The Birpai (also known as Birrbay) people have lived in this area for more than 40,000 years.

==History==
===Pre-establishment===
In 1818, explorer John Oxley passed through the area, camping on a "sandy beach", which in modern-day is known as Bartlett's Beach.

===Establishment and growth===
Bonny Hills was originally known as Green Hills, or colloquially as "Creamy". Much of the land was owned by A. D. Suters, the only permanent resident, with four other weekender houses owned by his brothers, Eddie and Jack Suters, and Colin Bain. In March 1933, Thomas R. (Tom) Bartlett, coming from Wauchope, visited Green Hills with his son, Arthur, and working partner Ted Hungerford, immediately purchasing 20 acres of land from A.D. Suters, later purchasing another 162 acres. The Bartlett family cleared an area and built a house, moving in around 28 December 1933.

Acreage of passionfruit vines were planted and sold to campers, but this endeavour was wiped out in 1938 by a strong, three-day wind. In 1946, banana and pineapple seeds were also planted in the area, becoming a popular industry until 1955, when Arthur Bartlett dug up the trees and ploughed the land back into grass.

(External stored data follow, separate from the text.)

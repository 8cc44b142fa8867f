// dkimseal – serialization of DKIM-signed email messages
// Copyright © 2026 The dkimseal developers
//
// This program is free software: you can redistribute it and/or modify it under
// the terms of the GNU General Public License as published by the Free Software
// Foundation, either version 3 of the License, or (at your option) any later
// version.
//
// This program is distributed in the hope that it will be useful, but WITHOUT
// ANY WARRANTY; without even the implied warranty of MERCHANTABILITY or FITNESS
// FOR A PARTICULAR PURPOSE. See the GNU General Public License for more
// details.
//
// You should have received a copy of the GNU General Public License along with
// this program. If not, see <https://www.gnu.org/licenses/>.

//! Signed serialization of messages.

use crate::{
    body::EncodedBody,
    message::{MessageError, SignableMessage},
    signer::{HeaderSigner, SigningError, SigningView},
};
use std::{
    error::Error,
    fmt::{self, Display, Formatter},
    io::{self, Write},
};
use tracing::trace;

const CRLF: &[u8] = b"\r\n";

/// An error that occurs while serializing a signed message.
#[derive(Debug)]
pub enum SerializeError {
    /// Reading content or writing to the sink failed.
    Io(io::Error),
    /// The message could not provide a consistent view of itself.
    Message(MessageError),
    /// The signer could not produce a signature header.
    Signing(SigningError),
}

impl Display for SerializeError {
    fn fmt(&self, f: &mut Formatter<'_>) -> fmt::Result {
        match self {
            Self::Io(error) => error.fmt(f),
            Self::Message(error) => error.fmt(f),
            Self::Signing(error) => error.fmt(f),
        }
    }
}

impl Error for SerializeError {
    fn source(&self) -> Option<&(dyn Error + 'static)> {
        match self {
            Self::Io(error) => Some(error),
            Self::Message(error) => Some(error),
            Self::Signing(error) => Some(error),
        }
    }
}

impl From<io::Error> for SerializeError {
    fn from(error: io::Error) -> Self {
        Self::Io(error)
    }
}

impl From<MessageError> for SerializeError {
    fn from(error: MessageError) -> Self {
        Self::Message(error)
    }
}

impl From<SigningError> for SerializeError {
    fn from(error: SigningError) -> Self {
        Self::Signing(error)
    }
}

/// A message paired with the signer that will sign it.
///
/// The pair serializes to an RFC 822 byte stream whose first header is the
/// freshly computed signature header. Any [`SignableMessage`]
/// implementation can be wrapped; the serializer composes with the message
/// rather than extending a concrete message type.
///
/// See the crate-level documentation for a complete example.
pub struct DkimMessage<M, S> {
    message: M,
    signer: S,
}

impl<M, S> DkimMessage<M, S>
where
    M: SignableMessage,
    S: HeaderSigner,
{
    /// Pairs a message with a signer.
    ///
    /// The message's 8-bit transport flag is cleared here, and stays
    /// cleared; see [`set_allow_8bit`](Self::set_allow_8bit).
    pub fn new(message: M, signer: S) -> Self {
        let mut message = message;
        message.set_allow_8bit(false);
        Self { message, signer }
    }

    /// The wrapped message.
    pub fn message(&self) -> &M {
        &self.message
    }

    /// Releases the wrapped message.
    pub fn into_message(self) -> M {
        self.message
    }

    /// Requests 8-bit-clean transport for the message.
    ///
    /// The request is overridden: the flag is always left at 7-bit,
    /// whatever the argument. A relay that may pass 8-bit content through a
    /// 7-bit hop can re-encode the body in transit, which breaks the signed
    /// body hash; keeping a 7-bit-safe transfer encoding prevents that.
    pub fn set_allow_8bit(&mut self, _allow: bool) {
        self.message.set_allow_8bit(false);
    }

    /// Serializes the signed message to `sink`.
    ///
    /// Equivalent to [`write_to_excluding`](Self::write_to_excluding) with
    /// an empty exclusion set.
    pub fn write_to<W: Write + ?Sized>(&mut self, sink: &mut W) -> Result<(), SerializeError> {
        self.write_to_excluding(sink, &[])
    }

    /// Serializes the signed message to `sink`, omitting headers named in
    /// `exclude`.
    ///
    /// The body is frozen first and the signer is invoked once on the
    /// frozen bytes; the signature is recomputed on every call. Output
    /// order is fixed: signature header line, the remaining header lines in
    /// their original order, one empty line, then the frozen body bytes
    /// verbatim. Every header line and the separator are CRLF-terminated,
    /// independent of the host platform's line endings. The sink is flushed
    /// but not closed.
    ///
    /// # Errors
    ///
    /// Message and signer failures surface before anything is written. A
    /// failure while writing leaves a truncated stream in the sink; the
    /// output must then be discarded.
    pub fn write_to_excluding<W: Write + ?Sized>(
        &mut self,
        sink: &mut W,
        exclude: &[&str],
    ) -> Result<(), SerializeError> {
        let body = EncodedBody::freeze(&mut self.message)?;

        let view = SigningView::new(&self.message, &body);
        let signature_line = self.signer.sign_header(&view)?;
        trace!(len = signature_line.len(), "signature header obtained");

        write_line(sink, &signature_line)?;
        for header in self.message.header_lines_excluding(exclude) {
            write_line(sink, header.as_str())?;
        }
        sink.write_all(CRLF)?;
        sink.flush()?;

        sink.write_all(body.as_bytes())?;
        sink.flush()?;

        Ok(())
    }
}

/// Writes a CRLF-terminated header line.
fn write_line<W: Write + ?Sized>(sink: &mut W, line: &str) -> io::Result<()> {
    sink.write_all(&line_bytes(line))?;
    sink.write_all(CRLF)
}

/// Transcodes header text to bytes by truncating each character to its low
/// eight bits.
///
/// This is the historical RFC 822 transport convention for header text, not
/// a general text encoding; callers must not put characters above U+00FF in
/// header lines.
fn line_bytes(line: &str) -> Vec<u8> {
    line.chars().map(|c| c as u8).collect()
}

Some years earlier, in 1944, a dam was built to supply water to Green Hills. In December 1946, Bob Adamson, representing E. Adamson and Sons, approached the permanent residents, wishing to buy a piece of land and erect a post office and telephone exchange. Into the following year, the postal department expressed that they could not construct a post office until they changed the town's name, as there were many other "Green Hills". A Progress Association meeting was called and a new name was voted on, initially deciding on "Grants Head" (as it read on most maps), before a woman suggested "Bonny Hills", winning over the majority.

During the 1950s, A. D. Suters also left the area, selling his land to Laurieton resident Mr. McGilvray. After the Bartlett family left the area in 1956, Little Beach was soon renamed "Bartlett Beach", along with Big Beach being renamed "Rainbow Beach".

On 8 October 1958, the Wauchope–Bonny Hills Surf Life Saving Club was formed, superseding the Wauchope Surf Life Saving Club that had been defunct since right before World War II. They initially patrolled Bartlett Beach, before deciding to move over to Rainbow Beach, where a clubhouse was constructed from 1962 to 1964.

In 2009, the old Surf Life Saving clubhouse was torn down and replaced with a brand new clubhouse, which was inaugurated in the following year.

== Population ==

In the 2021 Census, there were 2,825 people in Bonny Hills. 87.4% of people were born in Australia. The next most common country of birth was England 3.8%. 94.4% of people spoke only English at home. The most common responses for religion were No Religion 36.0%, Anglican 21.3% and Catholic 20.9%.